October 30



In general, cryptographically signed messages provide non-repudiation; i.e. the sender cannot deny having sent the message after it has been received. Citium uses public-key authenticators instead, which guarantee deniability. Any recipient can forge a message that will look just like it was actually generated by the purported sender, so the recipient cannot convince a third party that the message was really generated by the sender and not forged by the recipient. However, the recipient is still protected against forgeries by third parties. The reason is that in order to perform such a forgery, the private key of the recipient is needed. Since the recipient himself will know whether or not he has used his own private key for such a forgery, he can be sure that no third party could have forged the message.

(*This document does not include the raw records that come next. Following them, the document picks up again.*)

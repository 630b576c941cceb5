//! Structural validation for field bindings
//!
//! A binding is usable for generation only when it references at least one
//! dimension and one measure. The generator itself does not enforce this;
//! the validation endpoint is the single place the invariant is checked.

use serde::Serialize;

use crate::model::{BoundField, FieldClassification};

/// Result of validating a binding's field list
#[derive(Debug, Clone, Default, Serialize)]
#[serde(rename_all = "camelCase")]
pub struct ValidationReport {
    pub valid: bool,
    pub errors: Vec<String>,
    pub warnings: Vec<String>,
}

/// Validate a field list structurally.
///
/// Errors make the binding unusable; warnings flag likely configuration
/// gaps without blocking it.
pub fn validate_binding_fields(fields: &[BoundField]) -> ValidationReport {
    let mut errors = Vec::new();
    let mut warnings = Vec::new();

    if fields.is_empty() {
        errors.push("Binding must define at least one field".to_string());
    }

    for (index, field) in fields.iter().enumerate() {
        if field.name.trim().is_empty() {
            errors.push(format!("Field at position {} has an empty name", index));
        }
    }

    let mut seen = std::collections::HashSet::new();
    for field in fields {
        let key = field.name.trim().to_ascii_lowercase();
        if !key.is_empty() && !seen.insert(key) {
            errors.push(format!("Duplicate field name: {}", field.name));
        }
    }

    let dimensions = fields
        .iter()
        .filter(|f| f.classification == FieldClassification::Dimension)
        .count();
    let measures = fields
        .iter()
        .filter(|f| f.classification == FieldClassification::Measure)
        .count();
    let parameters = fields
        .iter()
        .filter(|f| f.classification == FieldClassification::Parameter)
        .count();

    if !fields.is_empty() {
        if dimensions == 0 {
            errors.push("Binding must include at least one dimension field".to_string());
        }
        if measures == 0 {
            errors.push("Binding must include at least one measure field".to_string());
        }
        if parameters == 0 {
            warnings.push("Binding defines no parameter fields".to_string());
        }
    }

    ValidationReport {
        valid: errors.is_empty(),
        errors,
        warnings,
    }
}
//! Prompt scaffolding for action button code generation

/// Fixed system instructions sent with every generation request
pub const SYSTEM_MESSAGE: &str = r#"You are an expert O9 planning platform developer. You write IronPython action button scripts that read and write planning measures through the platform's data bindings.

Rules you always follow:
1. Output ONLY the Python module source, no markdown code blocks, no explanations.
2. The module must define a main() entry point invoked by the action button.
3. Read dimension fields as scope selections and measure fields through the data frame APIs.
4. Treat parameter fields as user-supplied inputs with sensible defaults.
5. Validate inputs before writing any measure and fail with a clear log message.
6. Never hard-code environment names, credentials, or tenant identifiers."#;

/// Heading that introduces the business logic section
pub const BUSINESS_LOGIC_HEADING: &str = "Business logic to implement:";

/// Heading that introduces the field binding section
pub const FIELDS_HEADING: &str = "Bound fields (name | data type | classification | required):";

/// Heading template for a retrieved example; `{file_name}` is substituted
pub const EXAMPLE_HEADING: &str = "### Reference example: {file_name}";

/// Heading that introduces the operator's extra instructions
pub const ADDITIONAL_REQUIREMENTS_HEADING: &str = "Additional requirements:";

/// Closing instruction pinned to the end of the user message
pub const CLOSING_INSTRUCTION: &str =
    "Generate the complete module source now. Return only the Python code.";
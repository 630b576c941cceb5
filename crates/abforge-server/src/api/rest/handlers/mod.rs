//! API endpoint handlers

mod bindings;
mod generate;
mod knowledge;

pub(super) use bindings::*;
pub(super) use generate::*;
pub(super) use knowledge::*;

use axum::Json;

use super::types::HealthResponse;
use crate::error::ServerError;

/// Health check endpoint
pub(super) async fn health() -> Json<HealthResponse> {
    Json(HealthResponse {
        status: "healthy".to_string(),
        version: env!("CARGO_PKG_VERSION").to_string(),
    })
}

/// Require a present, non-blank string field from a request payload
pub(crate) fn require_field(value: Option<String>, name: &str) -> Result<String, ServerError> {
    match value {
        Some(v) if !v.trim().is_empty() => Ok(v),
        _ => Err(ServerError::InvalidRequest(format!(
            "Missing required field: {}",
            name
        ))),
    }
}
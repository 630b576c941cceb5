//! Storage abstraction layer for the action button code service
//!
//! This crate provides trait seams for the two managed storage
//! collaborators (a JSON document service and a blob service) plus typed
//! wrappers for the three collections the service owns.
//!
//! # Backends
//!
//! - **Memory**: dashmap-backed, for tests and local development
//! - **HTTP** (feature `api`): reqwest clients for the managed services
//!
//! # Quick Start
//!
//! ```no_run
//! use std::sync::Arc;
//! use abforge_store::{BindingStore, MemoryDocumentStore};
//!
//! # #[tokio::main]
//! # async fn main() -> anyhow::Result<()> {
//! let docs = Arc::new(MemoryDocumentStore::new());
//! let bindings = BindingStore::new(docs);
//!
//! // Direct lookup with a fallback scan when the type hint is wrong
//! let binding = bindings.resolve("binding-id", Some("forecast")).await?;
//! # Ok(())
//! # }
//! ```

pub mod bindings;
pub mod blob;
pub mod document;
pub mod error;
pub mod generated;
pub mod knowledge;
pub mod memory;

#[cfg(feature = "api")]
pub mod http;

// Re-exports - Seams
pub use blob::BlobStore;
pub use document::{DocumentStore, QueryFilter};
pub use error::{StoreError, StoreResult};

// Re-exports - Backends
pub use memory::{MemoryBlobStore, MemoryDocumentStore};

#[cfg(feature = "api")]
pub use http::{HttpBlobStore, HttpDocumentStore};

// Re-exports - Typed stores
pub use bindings::{BindingStore, BINDINGS_COLLECTION};
pub use generated::{GeneratedCodeStore, GENERATED_COLLECTION};
pub use knowledge::{
    blob_key, KnowledgeStore, KNOWLEDGE_CATEGORY, KNOWLEDGE_COLLECTION, SCRIPT_MIME,
};
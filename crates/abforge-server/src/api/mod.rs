//! API surface

pub mod rest;

pub use rest::create_router;
//! Record version handling
//!
//! Generated code records carry a `major.minor.patch` version string.
//! Regeneration bumps only the patch component, as an integer.

use crate::error::CoreError;

/// Version assigned to a freshly generated record
pub const INITIAL_VERSION: &str = "1.0.0";

/// Increment the patch component of a `major.minor.patch` version string.
///
/// The patch is parsed and incremented as an integer, not concatenated:
/// `"1.2.9"` -> `"1.2.10"`.
pub fn bump_patch_version(version: &str) -> Result<String, CoreError> {
    let parts: Vec<&str> = version.split('.').collect();
    if parts.len() != 3 {
        return Err(CoreError::InvalidVersion(version.to_string()));
    }

    let major: u64 = parts[0]
        .parse()
        .map_err(|_| CoreError::InvalidVersion(version.to_string()))?;
    let minor: u64 = parts[1]
        .parse()
        .map_err(|_| CoreError::InvalidVersion(version.to_string()))?;
    let patch: u64 = parts[2]
        .parse()
        .map_err(|_| CoreError::InvalidVersion(version.to_string()))?;

    Ok(format!("{}.{}.{}", major, minor, patch + 1))
}
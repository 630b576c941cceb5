//! Generation endpoint handlers

use abforge_core::{sanitize_file_name, GeneratedCodeRecord};
use axum::{
    extract::{Path, Query, State},
    http::header,
    response::{IntoResponse, Response},
    Json,
};
use tracing::info;

use super::require_field;
use crate::api::rest::extractors::JsonBody;
use crate::api::rest::types::{
    GenerateRequestPayload, GenerateResponsePayload, ProjectQuery, RegenerateRequestPayload,
    RegenerateResponsePayload,
};
use crate::error::ServerError;
use crate::generation::{self, GenerateParams};
use crate::state::AppState;

/// Generate action button code
#[axum::debug_handler]
pub(in crate::api) async fn generate(
    State(state): State<AppState>,
    JsonBody(payload): JsonBody<GenerateRequestPayload>,
) -> Result<Json<GenerateResponsePayload>, ServerError> {
    // Validate presence of all four required fields before any downstream
    // call happens
    let project_name = require_field(payload.project_name, "projectName")?;
    let action_button_type = require_field(payload.action_button_type, "actionButtonType")?;
    let business_logic = require_field(payload.business_logic, "businessLogic")?;
    let field_binding_id = require_field(payload.field_binding_id, "fieldBindingId")?;

    info!(
        "Received generation request for project '{}' (type: {})",
        project_name, action_button_type
    );

    let record = generation::generate(
        &state,
        GenerateParams {
            project_name,
            action_button_type,
            business_logic,
            field_binding_id,
            additional_requirements: payload.additional_requirements,
        },
    )
    .await?;

    Ok(Json(GenerateResponsePayload {
        used_examples: record.examples.len(),
        code_id: record.id,
        project_name: record.project_name,
        generated_code: record.generated_code,
    }))
}

/// Fetch one stored record
pub(in crate::api) async fn get_record(
    State(state): State<AppState>,
    Path(id): Path<String>,
    Query(query): Query<ProjectQuery>,
) -> Result<Json<GeneratedCodeRecord>, ServerError> {
    let project_id = require_project_id(query)?;

    let record = state
        .generated
        .get(&id, &project_id)
        .await?
        .ok_or_else(|| ServerError::NotFound(format!("Generated code record not found: {}", id)))?;

    Ok(Json(record))
}

/// List a project's records, newest first
pub(in crate::api) async fn list_project_records(
    State(state): State<AppState>,
    Path(project_id): Path<String>,
) -> Result<Json<Vec<GeneratedCodeRecord>>, ServerError> {
    let records = state.generated.list_by_project(&project_id).await?;
    Ok(Json(records))
}

/// Regenerate an existing record with a modification request
#[axum::debug_handler]
pub(in crate::api) async fn regenerate(
    State(state): State<AppState>,
    Path(id): Path<String>,
    JsonBody(payload): JsonBody<RegenerateRequestPayload>,
) -> Result<Json<RegenerateResponsePayload>, ServerError> {
    let modifications = require_field(payload.modifications, "modifications")?;
    let project_id = require_field(payload.project_id, "projectId")?;

    info!("Received regeneration request for record '{}'", id);

    let record = generation::regenerate(&state, &id, &project_id, &modifications).await?;

    Ok(Json(RegenerateResponsePayload {
        code_id: record.id,
        generated_code: record.generated_code,
        version: record.version,
    }))
}

/// Download the generated code as an attachment
pub(in crate::api) async fn download(
    State(state): State<AppState>,
    Path(id): Path<String>,
    Query(query): Query<ProjectQuery>,
) -> Result<Response, ServerError> {
    let project_id = require_project_id(query)?;

    let record = state
        .generated
        .get(&id, &project_id)
        .await?
        .ok_or_else(|| ServerError::NotFound(format!("Generated code record not found: {}", id)))?;

    // The filename must survive header embedding no matter what the
    // project was called
    let file_name = format!("{}.py", sanitize_file_name(&record.project_name));

    Ok((
        [
            (
                header::CONTENT_TYPE,
                "text/x-python; charset=utf-8".to_string(),
            ),
            (
                header::CONTENT_DISPOSITION,
                format!("attachment; filename=\"{}\"", file_name),
            ),
        ],
        record.generated_code,
    )
        .into_response())
}

fn require_project_id(query: ProjectQuery) -> Result<String, ServerError> {
    query
        .project_id
        .filter(|p| !p.trim().is_empty())
        .ok_or_else(|| {
            ServerError::InvalidRequest("Missing required query parameter: projectId".to_string())
        })
}
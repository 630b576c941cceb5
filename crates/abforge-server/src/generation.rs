//! The generation pipeline
//!
//! One sequential implementation of "generate action button code":
//! resolve the binding, retrieve examples best-effort, assemble the
//! prompt, call the completion service once, persist the record. Nothing
//! is written unless generation succeeded.

use abforge_core::{
    bump_patch_version, derive_project_id, ExampleRef, GeneratedCodeRecord, GenerationStatus,
    INITIAL_VERSION,
};
use abforge_llm::{assemble_prompt, ExampleSource, PromptInput};
use chrono::Utc;
use tracing::{info, warn};
use uuid::Uuid;

use crate::error::ServerError;
use crate::state::AppState;

/// Maximum number of examples included in a prompt
pub const MAX_EXAMPLES: usize = 3;

/// Validated inputs for a generation request
#[derive(Debug, Clone)]
pub struct GenerateParams {
    pub project_name: String,
    pub action_button_type: String,
    pub business_logic: String,
    pub field_binding_id: String,
    pub additional_requirements: Option<String>,
}

/// Run the full generation pipeline and persist the result
pub async fn generate(
    state: &AppState,
    params: GenerateParams,
) -> Result<GeneratedCodeRecord, ServerError> {
    let project_id = derive_project_id(&params.project_name);
    if project_id.is_empty() {
        return Err(ServerError::InvalidRequest(
            "projectName must contain at least one alphanumeric character".to_string(),
        ));
    }

    let binding = state
        .bindings
        .resolve(&params.field_binding_id, Some(&params.action_button_type))
        .await?
        .ok_or_else(|| {
            ServerError::NotFound(format!(
                "Field binding not found: {}",
                params.field_binding_id
            ))
        })?;

    let examples = fetch_examples(state, &params.action_button_type).await;
    info!(
        "Generating code for project '{}' with {} example(s)",
        params.project_name,
        examples.len()
    );

    let prompt = assemble_prompt(&PromptInput {
        project_name: &params.project_name,
        action_button_type: &params.action_button_type,
        business_logic: &params.business_logic,
        binding: &binding,
        examples: &examples,
        additional_requirements: params.additional_requirements.as_deref(),
    });

    let code = state.generator.generate(&prompt).await?;

    let record = GeneratedCodeRecord {
        id: Uuid::new_v4().to_string(),
        project_id,
        project_name: params.project_name,
        action_button_type: params.action_button_type,
        business_logic: params.business_logic,
        field_binding_id: binding.id.clone(),
        field_binding: binding,
        generated_code: code,
        examples: examples
            .iter()
            .map(|e| ExampleRef {
                file_name: e.file_name.clone(),
                description: e.description.clone(),
            })
            .collect(),
        generated_at: Utc::now(),
        version: INITIAL_VERSION.to_string(),
        status: GenerationStatus::Generated,
    };

    state.generated.create(&record).await?;
    Ok(record)
}

/// Regenerate an existing record with a modification request
///
/// The stored binding snapshot drives the prompt and examples are not
/// re-fetched. The modification text is appended to the stored business
/// logic as an audit trail, the patch version is bumped, and the record
/// is replaced in place. Concurrent regenerations are not coordinated;
/// the last writer wins.
pub async fn regenerate(
    state: &AppState,
    id: &str,
    project_id: &str,
    modifications: &str,
) -> Result<GeneratedCodeRecord, ServerError> {
    let mut record = state
        .generated
        .get(id, project_id)
        .await?
        .ok_or_else(|| ServerError::NotFound(format!("Generated code record not found: {}", id)))?;

    record.business_logic.push_str("\n\nModification request: ");
    record.business_logic.push_str(modifications);

    let prompt = assemble_prompt(&PromptInput {
        project_name: &record.project_name,
        action_button_type: &record.action_button_type,
        business_logic: &record.business_logic,
        binding: &record.field_binding,
        examples: &[],
        additional_requirements: None,
    });

    let code = state.generator.generate(&prompt).await?;

    record.generated_code = code;
    record.version = bump_patch_version(&record.version)?;
    record.status = GenerationStatus::Regenerated;
    record.generated_at = Utc::now();

    state.generated.replace(&record).await?;
    Ok(record)
}

/// Fetch up to [`MAX_EXAMPLES`] example bodies for the prompt.
///
/// Examples are a quality enhancement, never a correctness requirement:
/// any failure here is logged and the pipeline proceeds with whatever was
/// retrieved, down to nothing at all.
async fn fetch_examples(state: &AppState, action_button_type: &str) -> Vec<ExampleSource> {
    let artifacts = match state
        .knowledge
        .latest_examples(action_button_type, MAX_EXAMPLES)
        .await
    {
        Ok(artifacts) => artifacts,
        Err(e) => {
            warn!("Example metadata query failed, generating without examples: {}", e);
            return Vec::new();
        }
    };

    let mut examples = Vec::new();
    for artifact in artifacts {
        match state.knowledge.content(&artifact).await {
            Ok(bytes) => match String::from_utf8(bytes) {
                Ok(content) => examples.push(ExampleSource {
                    file_name: artifact.file_name,
                    description: artifact.description,
                    content,
                }),
                Err(_) => {
                    warn!("Example {} is not valid UTF-8, skipping", artifact.file_name);
                }
            },
            Err(e) => {
                warn!("Failed to download example {}: {}", artifact.file_name, e);
            }
        }
    }
    examples
}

Non-repudiation is a legal concept that is widely used in information security. It refers to any service, which gives a recipient a very strong reason to believe that the message was created by a known sender (authentication) and that the message was not altered in transit (integrity). In other words, non-repudiation makes it very difficult to successfully deny who/where a message came from as well as the authenticity of that message. Note, Citium is not built for this.


In practice, deniable communication has been sought by users whose legitimate activities may not always be protected from subpoenas or legal coercion, e.g., journalists and whistleblowers, or lawyers and activists in repressive regimes. Citium allows for denying the existence of messages on any storage medium, and for equivocating those messages.

When two parties want to communicate on a system with deniability as one of the main infosec features, the sender of a message want to plausibly deny that he or she has sent that message, i.e., sender-deniable scheme; the intended recipient of a message wants to plausibly deny that he or she has received that message, i.e., receiver-deniable scheme.

Preempt Coercion

The purpose of deniability is not at all to “convince” the coercer that any surrendered transcript is real; indeed, it is common knowledge that transcript can easily be faked. Instead, the goal is to preempt coercion in the first place by making it useless. Parties who “stick to their stories” explaining to the coercer how Citium works can never be pinned down to the real message.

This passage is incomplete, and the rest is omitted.